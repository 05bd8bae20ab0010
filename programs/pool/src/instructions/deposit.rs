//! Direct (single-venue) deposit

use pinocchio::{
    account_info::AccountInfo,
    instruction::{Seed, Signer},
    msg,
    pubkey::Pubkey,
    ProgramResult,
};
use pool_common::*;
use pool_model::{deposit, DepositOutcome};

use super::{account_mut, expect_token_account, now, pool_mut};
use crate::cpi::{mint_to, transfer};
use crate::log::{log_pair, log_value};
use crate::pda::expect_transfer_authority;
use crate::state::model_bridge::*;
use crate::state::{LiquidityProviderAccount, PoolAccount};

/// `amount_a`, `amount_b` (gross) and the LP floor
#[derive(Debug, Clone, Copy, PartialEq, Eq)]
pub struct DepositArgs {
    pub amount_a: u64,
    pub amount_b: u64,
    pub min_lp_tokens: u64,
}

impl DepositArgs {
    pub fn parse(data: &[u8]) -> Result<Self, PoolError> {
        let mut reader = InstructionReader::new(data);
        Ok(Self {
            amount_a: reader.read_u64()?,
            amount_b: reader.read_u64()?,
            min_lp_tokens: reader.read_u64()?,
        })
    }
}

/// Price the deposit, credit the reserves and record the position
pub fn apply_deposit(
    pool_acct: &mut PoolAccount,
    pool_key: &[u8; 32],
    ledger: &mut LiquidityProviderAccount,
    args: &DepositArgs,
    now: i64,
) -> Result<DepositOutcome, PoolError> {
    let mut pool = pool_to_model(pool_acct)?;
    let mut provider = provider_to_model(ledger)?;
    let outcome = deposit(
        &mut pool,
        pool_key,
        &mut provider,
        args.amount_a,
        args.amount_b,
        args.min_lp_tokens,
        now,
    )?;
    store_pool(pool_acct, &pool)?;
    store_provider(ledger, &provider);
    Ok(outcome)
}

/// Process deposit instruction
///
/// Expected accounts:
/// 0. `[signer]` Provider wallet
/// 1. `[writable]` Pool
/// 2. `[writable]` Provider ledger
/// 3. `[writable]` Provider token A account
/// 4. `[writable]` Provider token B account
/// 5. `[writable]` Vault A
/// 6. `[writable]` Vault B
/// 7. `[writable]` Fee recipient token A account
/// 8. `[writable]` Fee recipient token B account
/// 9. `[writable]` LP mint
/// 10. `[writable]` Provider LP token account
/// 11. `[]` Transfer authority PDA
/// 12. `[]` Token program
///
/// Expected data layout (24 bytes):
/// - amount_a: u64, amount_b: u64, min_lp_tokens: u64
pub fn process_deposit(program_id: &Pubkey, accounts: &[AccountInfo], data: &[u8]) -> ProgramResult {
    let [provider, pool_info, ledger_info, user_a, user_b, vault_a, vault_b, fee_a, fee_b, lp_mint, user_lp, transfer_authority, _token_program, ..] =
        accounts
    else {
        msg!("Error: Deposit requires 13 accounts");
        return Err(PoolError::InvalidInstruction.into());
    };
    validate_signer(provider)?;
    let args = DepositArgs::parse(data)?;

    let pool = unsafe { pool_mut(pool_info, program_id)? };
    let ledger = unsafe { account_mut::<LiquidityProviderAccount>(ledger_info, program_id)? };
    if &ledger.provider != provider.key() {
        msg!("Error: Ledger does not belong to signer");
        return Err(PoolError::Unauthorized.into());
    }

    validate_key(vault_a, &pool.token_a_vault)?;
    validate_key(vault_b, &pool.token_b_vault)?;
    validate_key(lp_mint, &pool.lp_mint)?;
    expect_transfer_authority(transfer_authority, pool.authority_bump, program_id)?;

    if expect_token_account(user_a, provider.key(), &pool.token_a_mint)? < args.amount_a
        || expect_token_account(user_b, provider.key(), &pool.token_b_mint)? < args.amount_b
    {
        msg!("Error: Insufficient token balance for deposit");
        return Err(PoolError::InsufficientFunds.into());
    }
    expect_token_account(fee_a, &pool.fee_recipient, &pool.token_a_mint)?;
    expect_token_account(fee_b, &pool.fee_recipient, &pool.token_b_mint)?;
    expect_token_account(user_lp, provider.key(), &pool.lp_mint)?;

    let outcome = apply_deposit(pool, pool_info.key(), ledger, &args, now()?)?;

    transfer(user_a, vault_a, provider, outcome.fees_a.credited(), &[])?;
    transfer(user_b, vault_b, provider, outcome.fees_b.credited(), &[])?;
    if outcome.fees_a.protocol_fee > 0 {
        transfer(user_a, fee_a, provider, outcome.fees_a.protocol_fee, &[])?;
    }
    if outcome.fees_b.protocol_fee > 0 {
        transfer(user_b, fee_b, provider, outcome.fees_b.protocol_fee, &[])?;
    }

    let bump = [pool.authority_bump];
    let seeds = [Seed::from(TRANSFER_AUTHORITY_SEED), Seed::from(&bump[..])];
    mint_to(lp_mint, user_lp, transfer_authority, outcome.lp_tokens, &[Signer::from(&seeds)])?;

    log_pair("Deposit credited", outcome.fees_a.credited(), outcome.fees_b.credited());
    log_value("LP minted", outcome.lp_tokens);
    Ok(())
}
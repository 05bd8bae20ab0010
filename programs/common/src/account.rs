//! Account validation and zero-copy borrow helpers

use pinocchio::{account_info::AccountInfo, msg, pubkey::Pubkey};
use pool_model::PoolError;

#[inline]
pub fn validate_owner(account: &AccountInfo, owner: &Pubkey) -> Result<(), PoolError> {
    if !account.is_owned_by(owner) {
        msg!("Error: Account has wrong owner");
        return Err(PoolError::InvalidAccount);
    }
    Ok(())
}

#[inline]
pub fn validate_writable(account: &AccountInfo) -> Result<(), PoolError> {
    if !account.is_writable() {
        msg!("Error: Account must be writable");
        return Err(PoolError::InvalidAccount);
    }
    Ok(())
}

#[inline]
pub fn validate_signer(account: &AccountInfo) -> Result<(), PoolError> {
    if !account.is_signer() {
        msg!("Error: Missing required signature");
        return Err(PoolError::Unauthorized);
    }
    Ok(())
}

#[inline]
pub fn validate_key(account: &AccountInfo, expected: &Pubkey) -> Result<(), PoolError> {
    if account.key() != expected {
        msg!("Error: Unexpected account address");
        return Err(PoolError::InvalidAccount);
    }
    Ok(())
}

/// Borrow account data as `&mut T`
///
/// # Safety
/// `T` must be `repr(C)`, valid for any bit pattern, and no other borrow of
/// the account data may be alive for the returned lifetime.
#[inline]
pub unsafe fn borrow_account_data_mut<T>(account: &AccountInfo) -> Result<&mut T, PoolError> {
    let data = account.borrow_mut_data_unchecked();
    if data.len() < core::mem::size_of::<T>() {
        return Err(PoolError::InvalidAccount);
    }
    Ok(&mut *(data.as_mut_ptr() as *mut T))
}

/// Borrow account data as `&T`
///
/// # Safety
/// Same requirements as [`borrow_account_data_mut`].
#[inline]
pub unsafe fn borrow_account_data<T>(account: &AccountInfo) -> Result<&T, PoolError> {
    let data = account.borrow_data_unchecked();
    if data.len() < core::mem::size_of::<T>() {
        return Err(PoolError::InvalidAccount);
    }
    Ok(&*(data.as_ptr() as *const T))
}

★ ★ ★ ★ ★ ★ ★

● Assignment: Could you restate the records above word for word?

● Solution to this exercise:
repository 05bd8bae20ab0010
filename programs/pool/src/instructions/deposit.rs
//! Direct (single-venue) deposit

use pinocchio::{
    account_info::AccountInfo,
    instruction::{Seed, Signer},
    msg,
    pubkey::Pubkey,
    ProgramResult,
};
use pool_common::*;
use pool_model::{deposit, DepositOutcome};

use super::{account_mut, expect_token_account, now, pool_mut};
use crate::cpi::{mint_to, transfer};
use crate::log::{log_pair, log_value};
use crate::pda::expect_transfer_authority;
use crate::state::model_bridge::*;
use crate::state::{LiquidityProviderAccount, PoolAccount};

/// `amount_a`, `amount_b` (gross) and the LP floor
#[derive(Debug, Clone, Copy, PartialEq, Eq)]
pub struct DepositArgs {
    pub amount_a: u64,
    pub amount_b: u64,
    pub min_lp_tokens: u64,
}

impl DepositArgs {
    pub fn parse(data: &[u8]) -> Result<Self, PoolError> {
        let mut reader = InstructionReader::new(data);
        Ok(Self {
            amount_a: reader.read_u64()?,
            amount_b: reader.read_u64()?,
            min_lp_tokens: reader.read_u64()?,
        })
    }
}

/// Price the deposit, credit the reserves and record the position
pub fn apply_deposit(
    pool_acct: &mut PoolAccount,
    pool_key: &[u8; 32],
    ledger: &mut LiquidityProviderAccount,
    args: &DepositArgs,
    now: i64,
) -> Result<DepositOutcome, PoolError> {
    let mut pool = pool_to_model(pool_acct)?;
    let mut provider = provider_to_model(ledger)?;
    let outcome = deposit(
        &mut pool,
        pool_key,
        &mut provider,
        args.amount_a,
        args.amount_b,
        args.min_lp_tokens,
        now,
    )?;
    store_pool(pool_acct, &pool)?;
    store_provider(ledger, &provider);
    Ok(outcome)
}

/// Process deposit instruction
///
/// Expected accounts:
/// 0. `[signer]` Provider wallet
/// 1. `[writable]` Pool
/// 2. `[writable]` Provider ledger
/// 3. `[writable]` Provider token A account
/// 4. `[writable]` Provider token B account
/// 5. `[writable]` Vault A
/// 6. `[writable]` Vault B
/// 7. `[writable]` Fee recipient token A account
/// 8. `[writable]` Fee recipient token B account
/// 9. `[writable]` LP mint
/// 10. `[writable]` Provider LP token account
/// 11. `[]` Transfer authority PDA
/// 12. `[]` Token program
///
/// Expected data layout (24 bytes):
/// - amount_a: u64, amount_b: u64, min_lp_tokens: u64
pub fn process_deposit(program_id: &Pubkey, accounts: &[AccountInfo], data: &[u8]) -> ProgramResult {
    let [provider, pool_info, ledger_info, user_a, user_b, vault_a, vault_b, fee_a, fee_b, lp_mint, user_lp, transfer_authority, _token_program, ..] =
        accounts
    else {
        msg!("Error: Deposit requires 13 accounts");
        return Err(PoolError::InvalidInstruction.into());
    };
    validate_signer(provider)?;
    let args = DepositArgs::parse(data)?;

    let pool = unsafe { pool_mut(pool_info, program_id)? };
    let ledger = unsafe { account_mut::<LiquidityProviderAccount>(ledger_info, program_id)? };
    if &ledger.provider != provider.key() {
        msg!("Error: Ledger does not belong to signer");
        return Err(PoolError::Unauthorized.into());
    }

    validate_key(vault_a, &pool.token_a_vault)?;
    validate_key(vault_b, &pool.token_b_vault)?;
    validate_key(lp_mint, &pool.lp_mint)?;
    expect_transfer_authority(transfer_authority, pool.authority_bump, program_id)?;

    if expect_token_account(user_a, provider.key(), &pool.token_a_mint)? < args.amount_a
        || expect_token_account(user_b, provider.key(), &pool.token_b_mint)? < args.amount_b
    {
        msg!("Error: Insufficient token balance for deposit");
        return Err(PoolError::InsufficientFunds.into());
    }
    expect_token_account(fee_a, &pool.fee_recipient, &pool.token_a_mint)?;
    expect_token_account(fee_b, &pool.fee_recipient, &pool.token_b_mint)?;
    expect_token_account(user_lp, provider.key(), &pool.lp_mint)?;

    let outcome = apply_deposit(pool, pool_info.key(), ledger, &args, now()?)?;

    transfer(user_a, vault_a, provider, outcome.fees_a.credited(), &[])?;
    transfer(user_b, vault_b, provider, outcome.fees_b.credited(), &[])?;
    if outcome.fees_a.protocol_fee > 0 {
        transfer(user_a, fee_a, provider, outcome.fees_a.protocol_fee, &[])?;
    }
    if outcome.fees_b.protocol_fee > 0 {
        transfer(user_b, fee_b, provider, outcome.fees_b.protocol_fee, &[])?;
    }

    let bump = [pool.authority_bump];
    let seeds = [Seed::from(TRANSFER_AUTHORITY_SEED), Seed::from(&bump[..])];
    mint_to(lp_mint, user_lp, transfer_authority, outcome.lp_tokens, &[Signer::from(&seeds)])?;

    log_pair("Deposit credited", outcome.fees_a.credited(), outcome.fees_b.credited());
    log_value("LP minted", outcome.lp_tokens);
    Ok(())
}
repository 05bd8bae20ab0010
filename programs/common/src/account.rs
//! Account validation and zero-copy borrow helpers

use pinocchio::{account_info::AccountInfo, msg, pubkey::Pubkey};
use pool_model::PoolError;

#[inline]
pub fn validate_owner(account: &AccountInfo, owner: &Pubkey) -> Result<(), PoolError> {
    if !account.is_owned_by(owner) {
        msg!("Error: Account has wrong owner");
        return Err(PoolError::InvalidAccount);
    }
    Ok(())
}

#[inline]
pub fn validate_writable(account: &AccountInfo) -> Result<(), PoolError> {
    if !account.is_writable() {
        msg!("Error: Account must be writable");
        return Err(PoolError::InvalidAccount);
    }
    Ok(())
}

#[inline]
pub fn validate_signer(account: &AccountInfo) -> Result<(), PoolError> {
    if !account.is_signer() {
        msg!("Error: Missing required signature");
        return Err(PoolError::Unauthorized);
    }
    Ok(())
}

#[inline]
pub fn validate_key(account: &AccountInfo, expected: &Pubkey) -> Result<(), PoolError> {
    if account.key() != expected {
        msg!("Error: Unexpected account address");
        return Err(PoolError::InvalidAccount);
    }
    Ok(())
}

/// Borrow account data as `&mut T`
///
/// # Safety
/// `T` must be `repr(C)`, valid for any bit pattern, and no other borrow of
/// the account data may be alive for the returned lifetime.
#[inline]
pub unsafe fn borrow_account_data_mut<T>(account: &AccountInfo) -> Result<&mut T, PoolError> {
    let data = account.borrow_mut_data_unchecked();
    if data.len() < core::mem::size_of::<T>() {
        return Err(PoolError::InvalidAccount);
    }
    Ok(&mut *(data.as_mut_ptr() as *mut T))
}

/// Borrow account data as `&T`
///
/// # Safety
/// Same requirements as [`borrow_account_data_mut`].
#[inline]
pub unsafe fn borrow_account_data<T>(account: &AccountInfo) -> Result<&T, PoolError> {
    let data = account.borrow_data_unchecked();
    if data.len() < core::mem::size_of::<T>() {
        return Err(PoolError::InvalidAccount);
    }
    Ok(&*(data.as_ptr() as *const T))
}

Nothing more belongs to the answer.